Proposed model for complement activation in peritoneal dialysis (PD). In PD patients, mesothelial cells produce and secrete different complement factors. One of the proposed mechanisms of complement activation in PD patients is that PD therapy decreases the expression of complement regulators such as CD55 and CD59 on the peritoneal mesothelium, leading to local complement activation. In addition, cellular debris as a result of direct peritoneal damage by bioincompatible PD fluids as well as antibodies against microorganisms could contribute to local complement activation during PD. Complement activation will result in the formation of anaphylatoxins (C3a, C5a), opsonins (C3b, iC3b), and the membrane attack complex (C5b-9). First, complement activation leads to the influx of leukocytes, predominantly neutrophils.

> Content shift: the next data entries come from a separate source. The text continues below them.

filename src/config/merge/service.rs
//! MergeService: orchestrates sources, applies merge policy, deserializes to RemarkConfig.

use crate::config::sources::{environment, explicit_file, global_file};
use crate::config::RemarkConfig;
use config::ConfigError;
use std::path::Path;

use super::merge_policy;

/// Merge service for config composition.
pub struct MergeService;

impl MergeService {
    /// Precedence: defaults (lowest) -> global file -> explicit file -> environment (highest).
    pub fn load(explicit: Option<&Path>) -> Result<RemarkConfig, ConfigError> {
        let builder = merge_policy::builder_with_defaults()?;
        let builder = global_file::add_to_builder(builder)?;
        let builder = match explicit {
            Some(path) => explicit_file::add_to_builder(builder, path)?,
            None => builder,
        };
        let builder = environment::add_to_builder(builder)?;

        builder.build()?.try_deserialize()
    }
}
//! Error types
//!
//! `StorageError` covers everything the persistence layer can fail with;
//! `ApiError` is what surface operations return and wraps storage failures
//! transparently so callers see them unchanged.

use crate::types::{CommentId, ItemId, WriterId};
use thiserror::Error;

/// Storage layer errors
#[derive(Debug, Error)]
pub enum StorageError {
    #[error("I/O error: {0}")]
    IoError(#[from] std::io::Error),

    #[error("Database error: {0}")]
    Database(String),

    #[error("Record codec error: {0}")]
    Codec(String),

    #[error("Comment {from} references missing comment {to}")]
    DanglingReference { from: CommentId, to: CommentId },

    #[error("Refusing to store purged comment {0}")]
    PurgedRecord(CommentId),
}

impl From<sled::Error> for StorageError {
    fn from(err: sled::Error) -> Self {
        match err {
            sled::Error::Io(e) => StorageError::IoError(e),
            other => StorageError::Database(other.to_string()),
        }
    }
}

impl From<bincode::Error> for StorageError {
    fn from(err: bincode::Error) -> Self {
        StorageError::Codec(err.to_string())
    }
}

/// Errors returned by comment operations
#[derive(Debug, Error)]
pub enum ApiError {
    #[error("Comment not found: {0}")]
    CommentNotFound(CommentId),

    #[error("Item not found: {0}")]
    ItemNotFound(ItemId),

    #[error("Writer not found: {0}")]
    WriterNotFound(WriterId),

    #[error("Writer {writer} is not the author of comment {comment}")]
    Forbidden { writer: WriterId, comment: CommentId },

    #[error("Comment {parent} is a reply; replies cannot be nested")]
    NestingUnsupported { parent: CommentId },

    #[error("Comment {parent} belongs to item {parent_item}, not item {item}")]
    ItemMismatch {
        parent: CommentId,
        parent_item: ItemId,
        item: ItemId,
    },

    #[error("Comment content cannot be empty")]
    EmptyContent,

    #[error("Storage error: {0}")]
    StorageError(#[from] StorageError),

    #[error("Configuration error: {0}")]
    ConfigError(String),

    #[error("Output error: {0}")]
    OutputError(String),
}

impl ApiError {
    /// True for the not-found family of errors
    pub fn is_not_found(&self) -> bool {
        matches!(
            self,
            ApiError::CommentNotFound(_) | ApiError::ItemNotFound(_) | ApiError::WriterNotFound(_)
        )
    }
}

impl From<config::ConfigError> for ApiError {
    fn from(err: config::ConfigError) -> Self {
        ApiError::ConfigError(err.to_string())
    }
}
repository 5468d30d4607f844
//! Tombstone Reconciliation
//!
//! Decides, on every delete, which comments may be purged from storage and
//! which must stay behind as tombstones because live replies still hang off
//! them. A root and its replies are purged together, exactly once, by the
//! delete that removes the last live member of the thread, whatever order the
//! deletes arrived in.
//!
//! Only one level is examined: a reply looks at its parent and siblings, a
//! root looks at its own replies.

use crate::concurrency::NodeLockManager;
use crate::error::{ApiError, StorageError};
use crate::store::{CommentNode, CommentStore, CommitBatch};
use crate::types::CommentId;
use std::sync::Arc;
use tracing::{debug, info};

/// Outcome of planning a delete against the current store contents
#[derive(Debug, Clone)]
pub struct DeletePlan {
    /// The deleted node, tombstoned
    pub node: CommentNode,
    /// False when the node was already a tombstone
    pub newly_removed: bool,
    /// Nodes that became eligible for purge; all already removed
    pub purge: Vec<CommentNode>,
}

impl DeletePlan {
    /// The batch that records this plan: the tombstone alone, or the purge.
    pub fn to_batch(&self) -> CommitBatch {
        if !self.purge.is_empty() {
            CommitBatch::new().delete_all(self.purge.iter().map(|n| n.id))
        } else if self.newly_removed {
            CommitBatch::new().put(self.node.clone())
        } else {
            CommitBatch::new()
        }
    }
}

/// Result of a committed delete
#[derive(Debug, Clone)]
pub struct PurgeReport {
    pub comment_id: CommentId,
    pub newly_removed: bool,
    /// Purged nodes, each in the `Purged` state
    pub purged: Vec<CommentNode>,
}

impl PurgeReport {
    pub fn purged_ids(&self) -> Vec<CommentId> {
        self.purged.iter().map(|n| n.id).collect()
    }

    pub fn is_purged(&self, id: CommentId) -> bool {
        self.purged.iter().any(|n| n.id == id)
    }
}

/// Store reads with one pending, not yet committed, node layered on top.
struct Overlay<'a> {
    store: &'a dyn CommentStore,
    pending: &'a CommentNode,
}

impl Overlay<'_> {
    fn fetch(&self, from: CommentId, id: CommentId) -> Result<CommentNode, StorageError> {
        if id == self.pending.id {
            return Ok(self.pending.clone());
        }
        self.store
            .get(id)?
            .ok_or(StorageError::DanglingReference { from, to: id })
    }

    fn children(&self, node: &CommentNode) -> Result<Vec<CommentNode>, StorageError> {
        node.children
            .iter()
            .map(|&child| self.fetch(node.id, child))
            .collect()
    }
}

/// True when `children` is empty or every child is removed.
pub fn all_children_removed(children: &[CommentNode]) -> bool {
    children.iter().all(CommentNode::is_removed)
}

/// Tombstone `node` and compute the purge set. Reads only; nothing is written.
pub fn plan_delete(store: &dyn CommentStore, mut node: CommentNode) -> Result<DeletePlan, StorageError> {
    let newly_removed = node.tombstone();
    let overlay = Overlay {
        store,
        pending: &node,
    };

    let purge = match node.parent {
        Some(parent_id) => {
            let parent = overlay.fetch(node.id, parent_id)?;
            if !parent.is_removed() {
                debug!(comment_id = node.id, parent_id, "purge blocked by live parent");
                Vec::new()
            } else {
                let siblings = overlay.children(&parent)?;
                if all_children_removed(&siblings) {
                    std::iter::once(parent).chain(siblings).collect()
                } else {
                    debug!(comment_id = node.id, parent_id, "purge blocked by live sibling");
                    Vec::new()
                }
            }
        }
        None => {
            let children = overlay.children(&node)?;
            if all_children_removed(&children) {
                std::iter::once(node.clone()).chain(children).collect()
            } else {
                debug!(comment_id = node.id, "purge blocked by live reply");
                Vec::new()
            }
        }
    };

    Ok(DeletePlan {
        node,
        newly_removed,
        purge,
    })
}

/// Applies deletes against a store, one thread at a time.
pub struct ReconciliationEngine {
    store: Arc<dyn CommentStore>,
    locks: Arc<NodeLockManager>,
}

impl ReconciliationEngine {
    pub fn new(store: Arc<dyn CommentStore>) -> Self {
        let locks = store.locks();
        Self { store, locks }
    }

    /// Delete a comment. Authorization is the caller's job.
    pub fn delete(&self, id: CommentId) -> Result<PurgeReport, ApiError> {
        self.delete_checked(id, |_| Ok(()))
    }

    /// Delete a comment after `check` accepts the freshly loaded node.
    ///
    /// The check runs under the thread lock, so it sees the same record the
    /// delete is planned from.
    pub fn delete_checked<F>(&self, id: CommentId, check: F) -> Result<PurgeReport, ApiError>
    where
        F: FnOnce(&CommentNode) -> Result<(), ApiError>,
    {
        let root = self
            .store
            .get(id)?
            .ok_or(ApiError::CommentNotFound(id))?
            .thread_root();
        let _guard = self.locks.lock_thread(root);

        // Purged while we waited for the lock
        let node = self.store.get(id)?.ok_or(ApiError::CommentNotFound(id))?;
        check(&node)?;

        let plan = plan_delete(self.store.as_ref(), node)?;
        let batch = plan.to_batch();
        if !batch.is_empty() {
            self.store.commit(batch)?;
        }

        let purged: Vec<CommentNode> = plan.purge.into_iter().map(CommentNode::purge).collect();

        info!(
            comment_id = id,
            newly_removed = plan.newly_removed,
            purged = purged.len(),
            "comment deleted"
        );

        Ok(PurgeReport {
            comment_id: id,
            newly_removed: plan.newly_removed,
            purged,
        })
    }
}
//! Core identifier types for the remark comment system.

/// CommentId: Store-assigned identifier of a comment node
pub type CommentId = u64;

/// ItemId: Identifier of the content item a comment is posted on
pub type ItemId = u64;

/// WriterId: Identifier of the member who authored a comment
pub type WriterId = u64;

/// Timestamp used for creation ordering
pub type Timestamp = chrono::DateTime<chrono::Utc>;
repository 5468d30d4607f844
//! Configuration
//!
//! Layered configuration loaded with the `config` crate: built-in defaults,
//! then the global config file, then an explicit file, then `REMARK__*`
//! environment variables.

mod facade;
pub mod merge;
pub mod paths;
pub mod sources;
pub mod storage;

pub use facade::ConfigLoader;
pub use storage::StorageConfig;

use crate::logging::LoggingConfig;
use serde::{Deserialize, Serialize};

/// Top-level configuration
#[derive(Debug, Clone, Default, Serialize, Deserialize)]
pub struct RemarkConfig {
    #[serde(default)]
    pub storage: StorageConfig,

    #[serde(default)]
    pub logging: LoggingConfig,
}

impl RemarkConfig {
    /// Render as TOML, e.g. for writing a starter config file
    pub fn to_toml(&self) -> Result<String, crate::error::ApiError> {
        toml::to_string_pretty(self).map_err(|e| {
            crate::error::ApiError::ConfigError(format!("Failed to serialize config: {}", e))
        })
    }
}
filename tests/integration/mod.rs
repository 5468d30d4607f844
//! Integration tests for remark comment threads

mod cli_contracts;
mod order_independence;
mod scenarios;
mod support;
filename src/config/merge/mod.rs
//! Source composition for configuration loading.

pub(crate) mod merge_policy;
pub mod service;
//! Platform directories for data, config and state.

pub mod xdg_root;

pub use xdg_root::{config_home, data_home, global_config_path, store_dir};
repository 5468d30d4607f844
//! XDG Base Directory resolution for remark's data and config.

use crate::error::ApiError;
use std::path::PathBuf;

/// Get XDG data home directory
///
/// Returns `$XDG_DATA_HOME` if set, otherwise defaults to `$HOME/.local/share`
pub fn data_home() -> Option<PathBuf> {
    if let Ok(xdg_data_home) = std::env::var("XDG_DATA_HOME") {
        if !xdg_data_home.is_empty() {
            return Some(PathBuf::from(xdg_data_home));
        }
    }

    std::env::var("HOME")
        .ok()
        .map(|home| PathBuf::from(home).join(".local").join("share"))
}

/// Get XDG config home directory
///
/// Returns `$XDG_CONFIG_HOME` if set, otherwise defaults to `$HOME/.config`
pub fn config_home() -> Option<PathBuf> {
    if let Ok(xdg_config_home) = std::env::var("XDG_CONFIG_HOME") {
        if !xdg_config_home.is_empty() {
            return Some(PathBuf::from(xdg_config_home));
        }
    }

    std::env::var("HOME")
        .ok()
        .map(|home| PathBuf::from(home).join(".config"))
}

/// `$XDG_CONFIG_HOME/remark/config.toml`
pub fn global_config_path() -> Option<PathBuf> {
    config_home().map(|dir| dir.join("remark").join("config.toml"))
}

/// Default store location: `$XDG_DATA_HOME/remark/store`
pub fn store_dir() -> Result<PathBuf, ApiError> {
    let data_home = data_home().ok_or_else(|| {
        ApiError::ConfigError(
            "Could not determine XDG data home directory (HOME not set)".to_string(),
        )
    })?;
    Ok(data_home.join("remark").join("store"))
}
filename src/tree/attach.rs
//! Tree attachment
//!
//! Wires a new node to its writer, its item and optionally a parent comment
//! before the node is first stored. Only in-memory fields change here; the
//! caller persists the node and the updated parent in one batch.

use crate::error::ApiError;
use crate::store::CommentNode;
use crate::types::{ItemId, WriterId};
use tracing::warn;

/// Set the authoring writer. Writer existence is checked by the caller.
pub fn attach_writer(node: &mut CommentNode, writer: WriterId) {
    node.writer = writer;
}

/// Set the item the comment is posted on.
pub fn attach_to_item(node: &mut CommentNode, item: ItemId) {
    node.item = item;
}

/// Make `node` a reply to `parent`, updating both ends of the edge.
///
/// The parent must be a root comment on the same item. Attach the item
/// first so the check sees the node's final item.
pub fn attach_to_parent(node: &mut CommentNode, parent: &mut CommentNode) -> Result<(), ApiError> {
    if !parent.is_root() {
        warn!(
            comment_id = node.id,
            parent_id = parent.id,
            "rejected reply to a reply"
        );
        return Err(ApiError::NestingUnsupported { parent: parent.id });
    }
    if parent.item != node.item {
        return Err(ApiError::ItemMismatch {
            parent: parent.id,
            parent_item: parent.item,
            item: node.item,
        });
    }

    node.parent = Some(parent.id);
    parent.children.insert(node.id);
    Ok(())
}
//! Authorship checks
//!
//! Identity and sessions are established elsewhere; by the time a request
//! reaches the comment service it carries a [`Principal`]. Edits and deletes
//! are only allowed for the comment's author.

use crate::error::ApiError;
use crate::store::CommentNode;
use crate::types::WriterId;
use serde::{Deserialize, Serialize};

/// The authenticated member making a request
#[derive(Debug, Clone, Copy, PartialEq, Eq, Serialize, Deserialize)]
pub struct Principal {
    pub writer_id: WriterId,
}

impl Principal {
    pub fn new(writer_id: WriterId) -> Self {
        Self { writer_id }
    }
}

/// Gate consulted before a comment is edited or deleted
pub trait AuthorGate: Send + Sync {
    fn assert_author(&self, principal: &Principal, node: &CommentNode) -> Result<(), ApiError>;
}

/// Allows a request only when the principal wrote the comment
#[derive(Debug, Default, Clone, Copy)]
pub struct OwnershipGate;

impl AuthorGate for OwnershipGate {
    fn assert_author(&self, principal: &Principal, node: &CommentNode) -> Result<(), ApiError> {
        if node.writer == principal.writer_id {
            Ok(())
        } else {
            Err(ApiError::Forbidden {
                writer: principal.writer_id,
                comment: node.id,
            })
        }
    }
}
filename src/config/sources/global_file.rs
//! Global config file: `<config home>/remark/config.toml`, optional.

use crate::config::paths;
use config::builder::DefaultState;
use config::{ConfigBuilder, ConfigError, File};

pub fn add_to_builder(
    builder: ConfigBuilder<DefaultState>,
) -> Result<ConfigBuilder<DefaultState>, ConfigError> {
    match paths::global_config_path() {
        Some(path) => Ok(builder.add_source(File::from(path).required(false))),
        None => Ok(builder),
    }
}
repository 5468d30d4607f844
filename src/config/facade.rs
//! ConfigLoader facade delegating to merge service.

use super::merge::service::MergeService;
use super::RemarkConfig;
use config::ConfigError;
use std::path::Path;

/// Configuration loader facade.
pub struct ConfigLoader;

impl ConfigLoader {
    /// Load configuration from the global file and environment.
    pub fn load() -> Result<RemarkConfig, ConfigError> {
        MergeService::load(None)
    }

    /// Load configuration with a specific file layered over the global one.
    pub fn load_from_file(path: &Path) -> Result<RemarkConfig, ConfigError> {
        MergeService::load(Some(path))
    }
}
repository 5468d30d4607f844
//! Comment tree
//!
//! Edge wiring for new comments. Edges are created only here and destroyed
//! only by the reconciliation engine's purge.

pub mod attach;

pub use attach::{attach_to_item, attach_to_parent, attach_writer};
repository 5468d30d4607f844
//! Configuration sources, one module per layer.

pub mod environment;
pub mod explicit_file;
pub mod global_file;
//! Sled-backed comment store
//!
//! Records are bincode-encoded and keyed by big-endian id so iteration order
//! follows id order. Comments live in their own tree; a commit is one
//! `sled::Batch` against that tree, which sled applies atomically.

use super::{CommentNode, CommentStore, CommitBatch, Directory, Item, Writer};
use crate::concurrency::NodeLockManager;
use crate::error::StorageError;
use crate::types::{CommentId, ItemId, WriterId};
use serde::de::DeserializeOwned;
use serde::Serialize;
use std::path::Path;
use std::sync::Arc;

const COMMENTS_TREE: &str = "comments";
const ITEMS_TREE: &str = "items";
const WRITERS_TREE: &str = "writers";

pub struct SledCommentStore {
    db: sled::Db,
    comments: sled::Tree,
    items: sled::Tree,
    writers: sled::Tree,
    locks: Arc<NodeLockManager>,
}

impl SledCommentStore {
    /// Open (or create) a store at the given directory
    pub fn new(path: &Path) -> Result<Self, StorageError> {
        let db = sled::open(path)?;
        Self::from_db(db)
    }

    /// Wrap an already opened database
    pub fn from_db(db: sled::Db) -> Result<Self, StorageError> {
        Ok(Self {
            comments: db.open_tree(COMMENTS_TREE)?,
            items: db.open_tree(ITEMS_TREE)?,
            writers: db.open_tree(WRITERS_TREE)?,
            locks: Arc::new(NodeLockManager::new()),
            db,
        })
    }

    /// Ids start at 1; 0 marks an unattached reference.
    fn generate_id(&self) -> Result<u64, StorageError> {
        Ok(self.db.generate_id()? + 1)
    }

    fn load<T: DeserializeOwned>(tree: &sled::Tree, id: u64) -> Result<Option<T>, StorageError> {
        match tree.get(key(id))? {
            Some(bytes) => Ok(Some(bincode::deserialize(&bytes)?)),
            None => Ok(None),
        }
    }

    fn store<T: Serialize>(&self, tree: &sled::Tree, id: u64, record: &T) -> Result<(), StorageError> {
        tree.insert(key(id), bincode::serialize(record)?)?;
        self.db.flush()?;
        Ok(())
    }
}

fn key(id: u64) -> [u8; 8] {
    id.to_be_bytes()
}

impl CommentStore for SledCommentStore {
    fn get(&self, id: CommentId) -> Result<Option<CommentNode>, StorageError> {
        Self::load(&self.comments, id)
    }

    fn next_id(&self) -> Result<CommentId, StorageError> {
        self.generate_id()
    }

    fn commit(&self, batch: CommitBatch) -> Result<(), StorageError> {
        batch.check()?;
        let mut sled_batch = sled::Batch::default();
        for node in &batch.puts {
            sled_batch.insert(&key(node.id)[..], bincode::serialize(node)?);
        }
        for id in &batch.deletes {
            sled_batch.remove(&key(*id)[..]);
        }
        self.comments.apply_batch(sled_batch)?;
        self.db.flush()?;
        Ok(())
    }

    fn list_by_item(&self, item: ItemId) -> Result<Vec<CommentNode>, StorageError> {
        let mut nodes = Vec::new();
        for entry in self.comments.iter() {
            let (_, bytes) = entry?;
            let node: CommentNode = bincode::deserialize(&bytes)?;
            if node.item == item {
                nodes.push(node);
            }
        }
        Ok(nodes)
    }

    fn locks(&self) -> Arc<NodeLockManager> {
        self.locks.clone()
    }
}

impl Directory for SledCommentStore {
    fn item(&self, id: ItemId) -> Result<Option<Item>, StorageError> {
        Self::load(&self.items, id)
    }

    fn writer(&self, id: WriterId) -> Result<Option<Writer>, StorageError> {
        Self::load(&self.writers, id)
    }

    fn put_item(&self, title: &str) -> Result<Item, StorageError> {
        let item = Item {
            id: self.generate_id()?,
            title: title.to_string(),
        };
        self.store(&self.items, item.id, &item)?;
        Ok(item)
    }

    fn put_writer(&self, name: &str) -> Result<Writer, StorageError> {
        let writer = Writer {
            id: self.generate_id()?,
            name: name.to_string(),
        };
        self.store(&self.writers, writer.id, &writer)?;
        Ok(writer)
    }
}
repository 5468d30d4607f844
//! Thread Views
//!
//! Presentation of an item's comments as roots with their replies. Tombstones
//! keep their place in the thread but never expose their content.

use crate::store::CommentNode;
use crate::types::{CommentId, ItemId, Timestamp, WriterId};
use serde::{Deserialize, Serialize};
use std::collections::HashMap;
use tracing::warn;

/// Text shown in place of a removed comment
pub const REMOVED_PLACEHOLDER: &str = "[removed]";

/// One comment as presented to readers
#[derive(Debug, Clone, PartialEq, Serialize, Deserialize)]
pub struct CommentView {
    pub id: CommentId,
    pub writer: WriterId,
    /// None for tombstones
    pub content: Option<String>,
    pub removed: bool,
    pub created_at: Timestamp,
    #[serde(default, skip_serializing_if = "Vec::is_empty")]
    pub replies: Vec<CommentView>,
}

impl CommentView {
    fn from_node(node: &CommentNode) -> Self {
        let removed = node.is_removed();
        Self {
            id: node.id,
            writer: node.writer,
            content: if removed { None } else { Some(node.content.clone()) },
            removed,
            created_at: node.created_at,
            replies: Vec::new(),
        }
    }

    /// Content, or the placeholder for tombstones
    pub fn display_content(&self) -> &str {
        self.content.as_deref().unwrap_or(REMOVED_PLACEHOLDER)
    }
}

/// All comments of an item, oldest root first
#[derive(Debug, Clone, PartialEq, Serialize, Deserialize)]
pub struct ThreadView {
    pub item: ItemId,
    pub comments: Vec<CommentView>,
}

impl ThreadView {
    /// Total number of entries, replies and tombstones included
    pub fn len(&self) -> usize {
        self.comments.iter().map(|c| 1 + c.replies.len()).sum()
    }

    pub fn is_empty(&self) -> bool {
        self.comments.is_empty()
    }
}

/// Arrange an item's stored comments into a thread view
///
/// Roots and replies are each ordered by creation time, ties broken by id.
pub fn build_thread(item: ItemId, mut nodes: Vec<CommentNode>) -> ThreadView {
    nodes.sort_by_key(|n| (n.created_at, n.id));

    let mut replies: HashMap<CommentId, Vec<CommentView>> = HashMap::new();
    let mut roots = Vec::new();
    for node in &nodes {
        match node.parent {
            Some(parent) => replies
                .entry(parent)
                .or_default()
                .push(CommentView::from_node(node)),
            None => roots.push(CommentView::from_node(node)),
        }
    }

    for root in &mut roots {
        if let Some(children) = replies.remove(&root.id) {
            root.replies = children;
        }
    }
    for (parent, orphans) in &replies {
        warn!(
            item,
            parent_id = parent,
            count = orphans.len(),
            "replies without a stored parent left out of thread"
        );
    }

    ThreadView {
        item,
        comments: roots,
    }
}
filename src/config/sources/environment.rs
//! Environment variable source: REMARK_* prefix with __ separator

use config::builder::DefaultState;
use config::ConfigBuilder;
use config::ConfigError;
use config::Environment;

/// Add environment variable overlay to builder.
/// Uses REMARK_ prefix and __ as separator for nested keys,
/// e.g. `REMARK__STORAGE__PATH`.
pub fn add_to_builder(
    builder: ConfigBuilder<DefaultState>,
) -> Result<ConfigBuilder<DefaultState>, ConfigError> {
    let builder = builder.add_source(
        Environment::with_prefix("REMARK")
            .separator("__")
            .try_parsing(true),
    );
    Ok(builder)
}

Second, complement activation increased the production of thrombin anti-thrombin complexes and fibrin exudation on the surface of the injured peritoneum. Altogether, these events indicate the activation of the coagulation system. Third, complement activation during PD leads to direct damage of the peritoneum. Moreover, recent evidence suggests that complement activation promotes the progression to fibrosis after tissue injury. In PD, complement activation could stimulate mesothelial cells to undergo epithelial-to-mesenchymal transition, resulting in the accumulation of myofibroblasts and consequently peritoneal fibrosis.